**Brief:** Produce as output only the lines below starting at the line with "-> Result<GalaxyWallpaper, JsValue>" and continuing through the line with "host.set_offset(1.5);", each one exactly as written.

**Record excerpts:**
use wasm_bindgen::prelude::*;

pub mod config;
pub mod error;
pub mod math;
pub mod mesh;
pub mod render;
pub mod scene;
pub mod sim;
pub mod vertex;

use config::{FallProfile, GalaxyProfile, GrassProfile, NexusProfile};
use error::ConfigError;
use render::Encoder;
use scene::{FallScene, FrameState, GalaxyScene, GrassScene, NexusScene, Scene, TapKind};

// ============================================================================
// HOST - Shared frame loop state behind every exported wallpaper
// ============================================================================

/// Thumbnails always render the same picture.
const PREVIEW_SEED: u64 = 0x5EED;

struct Host<S: Scene> {
    scene: S,
    state: FrameState,
    out: Encoder,
}

impl<S: Scene> Host<S> {
    fn new(scene: S, width: u32, height: u32, preview: bool) -> Self {
        let mut state = FrameState::new(width, height);
        state.preview = preview;
        Self { scene, state, out: Encoder::new() }
    }

    fn tick(&mut self, now_ms: f64) -> u32 {
        self.out.clear();
        self.state.now_ms = now_ms;
        self.scene.frame(&mut self.state, &mut self.out).as_millis()
    }

    fn resize(&mut self, width: u32, height: u32) -> Result<(), ConfigError> {
        self.scene.resize(width, height)?;
        self.state.width = width;
        self.state.height = height;
        Ok(())
    }

    fn set_offset(&mut self, x_offset: f32) {
        self.state.x_offset = x_offset.clamp(0.0, 1.0);
    }

    fn push(&mut self, kind: TapKind, x: f32, y: f32) {
        self.state.push_tap(kind, x, y);
    }
}

fn resolve_seed(preview: bool, seed: u32) -> u64 {
    match (preview, seed) {
        (true, _) => PREVIEW_SEED,
        (false, 0) => js_sys::Date::now() as u64,
        (false, s) => s as u64,
    }
}

fn js_error(err: ConfigError) -> JsValue {
    JsValue::from_str(&err.to_string())
}

/// Methods every wallpaper shares: frame pump, surface changes, output buffers.
macro_rules! wallpaper_surface {
    ($name:ident) => {
        #[wasm_bindgen]
        impl $name {
            /// Run one frame. Returns the delay in ms before the next call.
            pub fn tick(&mut self, now_ms: f64) -> u32 {
                self.host.tick(now_ms)
            }

            pub fn resize(&mut self, width: u32, height: u32) -> Result<(), JsValue> {
                self.host.resize(width, height).map_err(js_error)
            }

            pub fn set_offset(&mut self, x_offset: f32) {
                self.host.set_offset(x_offset);
            }

            pub fn tap(&mut self, x: f32, y: f32) {
                self.host.push(TapKind::Tap, x, y);
            }

            pub fn commands_ptr(&self) -> *const f32 {
                self.host.out.ptr()
            }

            pub fn commands_len(&self) -> usize {
                self.host.out.len()
            }

            pub fn uploads_ptr(&self) -> *const u8 {
                self.host.out.uploads_ptr()
            }

            pub fn uploads_len(&self) -> usize {
                self.host.out.uploads_len()
            }
        }
    };
}

// ============================================================================
// FALL - Rippling water with drifting leaves
// ============================================================================

#[wasm_bindgen]
pub struct FallWallpaper {
    host: Host<FallScene>,
}

#[wasm_bindgen]
impl FallWallpaper {
    /// `profile` is `"classic"` or `"drift"`.
    #[wasm_bindgen(constructor)]
    pub fn new(
        width: u32,
        height: u32,
        preview: bool,
        seed: u32,
        profile: &str,
    ) -> Result<FallWallpaper, JsValue> {
        let profile = FallProfile::by_name(profile)
            .ok_or_else(|| JsValue::from_str(&format!("unknown fall profile '{profile}'")))?;
        let scene = FallScene::new(profile, width, height, resolve_seed(preview, seed))
            .map_err(js_error)?;
        Ok(Self { host: Host::new(scene, width, height, preview) })
    }

    /// Icon dropped onto the home screen.
    pub fn drop_at(&mut self, x: f32, y: f32) {
        self.host.push(TapKind::Drop, x, y);
    }
}

wallpaper_surface!(FallWallpaper);

// ============================================================================
// NEXUS - Light pulses on a circuit grid
// ============================================================================

#[wasm_bindgen]
pub struct NexusWallpaper {
    host: Host<NexusScene>,
}

#[wasm_bindgen]
impl NexusWallpaper {
    #[wasm_bindgen(constructor)]
    pub fn new(
        width: u32,
        height: u32,
        preview: bool,
        seed: u32,
        preset: usize,
        dark: bool,
        now_ms: f64,
    ) -> Result<NexusWallpaper, JsValue> {
        let profile = NexusProfile { preset, dark_background: dark, ..Default::default() };
        let scene = NexusScene::new(profile, width, height, now_ms, resolve_seed(preview, seed))
            .map_err(js_error)?;
        Ok(Self { host: Host::new(scene, width, height, preview) })
    }

    pub fn drop_at(&mut self, x: f32, y: f32) {
        self.host.push(TapKind::Drop, x, y);
    }

    pub fn set_preset(&mut self, preset: usize) -> Result<(), JsValue> {
        self.host.scene.set_preset(preset).map_err(js_error)
    }

    pub fn set_dark_background(&mut self, dark: bool) {
        self.host.scene.set_dark_background(dark);
    }
}

wallpaper_surface!(NexusWallpaper);

// ============================================================================
// GRASS - Blades in the wind under a day-cycle sky
// ============================================================================

#[wasm_bindgen]
pub struct GrassWallpaper {
    host: Host<GrassScene>,
}

#[wasm_bindgen]
impl GrassWallpaper {
    /// With `real_time`, `tick` expects epoch milliseconds and the sky
    /// follows the UTC time of day.
    #[wasm_bindgen(constructor)]
    pub fn new(
        width: u32,
        height: u32,
        preview: bool,
        seed: u32,
        real_time: bool,
    ) -> Result<GrassWallpaper, JsValue> {
        let profile = GrassProfile { real_time, ..Default::default() };
        let scene = GrassScene::new(profile, width, height, resolve_seed(preview, seed))
            .map_err(js_error)?;
        Ok(Self { host: Host::new(scene, width, height, preview) })
    }
}

wallpaper_surface!(GrassWallpaper);

// ============================================================================
// GALAXY - Rotating spiral of point-sprite stars
// ============================================================================

#[wasm_bindgen]
pub struct GalaxyWallpaper {
    host: Host<GalaxyScene>,
}

#[wasm_bindgen]
impl GalaxyWallpaper {
    #[wasm_bindgen(constructor)]
    pub fn new(
        width: u32,
        height: u32,
        preview: bool,
        seed: u32,
    ) -> Result<GalaxyWallpaper, JsValue> {
        let seed = resolve_seed(preview, seed);
        let scene =
            GalaxyScene::new(GalaxyProfile::default(), width, height, seed).map_err(js_error)?;
        Ok(Self { host: Host::new(scene, width, height, preview) })
    }
}

wallpaper_surface!(GalaxyWallpaper);

#[cfg(test)]
mod tests {
    use super::*;
    use crate::scene::FrameDelay;

    #[test]
    fn host_clears_stream_between_frames() {
        let profile = GalaxyProfile { star_count: 8, ..Default::default() };
        let scene = GalaxyScene::new(profile, 320, 480, 1).unwrap();
        let mut host = Host::new(scene, 320, 480, true);
        assert_eq!(host.tick(0.0), FrameDelay::Asap.as_millis());
        let first = host.out.len();
        assert!(first > 0);
        host.tick(16.0);
        assert_eq!(host.out.len(), first);
    }

    #[test]
    fn offset_is_clamped_and_taps_queue() {
        let scene = NexusScene::new(NexusProfile::default(), 320, 480, 0.0, 1).unwrap();
        let mut host = Host::new(scene, 320, 480, false);
        host.set_offset(1.5);
        assert_eq!(host.state.x_offset, 1.0);
        host.push(TapKind::Drop, 4.0, 5.0);
        assert!(host.state.pending_tap().is_some());
        assert_eq!(host.tick(10.0), 45);
        assert!(host.state.pending_tap().is_none());
    }

    #[test]
    fn resize_updates_frame_state() {
        let scene = FallScene::new(FallProfile::classic(), 320, 480, 1).unwrap();
        let mut host = Host::new(scene, 320, 480, false);
        host.resize(480, 320).unwrap();
        assert_eq!((host.state.width, host.state.height), (480, 320));
        assert!(host.resize(0, 0).is_err());
        assert_eq!(host.state.width, 480);
    }

    #[test]
    fn preview_seed_is_fixed() {
        assert_eq!(resolve_seed(true, 9), PREVIEW_SEED);
        assert_eq!(resolve_seed(false, 9), 9);
    }
}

**Output of the task:**
    ) -> Result<GalaxyWallpaper, JsValue> {
        let seed = resolve_seed(preview, seed);
        let scene =
            GalaxyScene::new(GalaxyProfile::default(), width, height, seed).map_err(js_error)?;
        Ok(Self { host: Host::new(scene, width, height, preview) })
    }
}

wallpaper_surface!(GalaxyWallpaper);

#[cfg(test)]
mod tests {
    use super::*;
    use crate::scene::FrameDelay;

    #[test]
    fn host_clears_stream_between_frames() {
        let profile = GalaxyProfile { star_count: 8, ..Default::default() };
        let scene = GalaxyScene::new(profile, 320, 480, 1).unwrap();
        let mut host = Host::new(scene, 320, 480, true);
        assert_eq!(host.tick(0.0), FrameDelay::Asap.as_millis());
        let first = host.out.len();
        assert!(first > 0);
        host.tick(16.0);
        assert_eq!(host.out.len(), first);
    }

    #[test]
    fn offset_is_clamped_and_taps_queue() {
        let scene = NexusScene::new(NexusProfile::default(), 320, 480, 0.0, 1).unwrap();
        let mut host = Host::new(scene, 320, 480, false);
        host.set_offset(1.5);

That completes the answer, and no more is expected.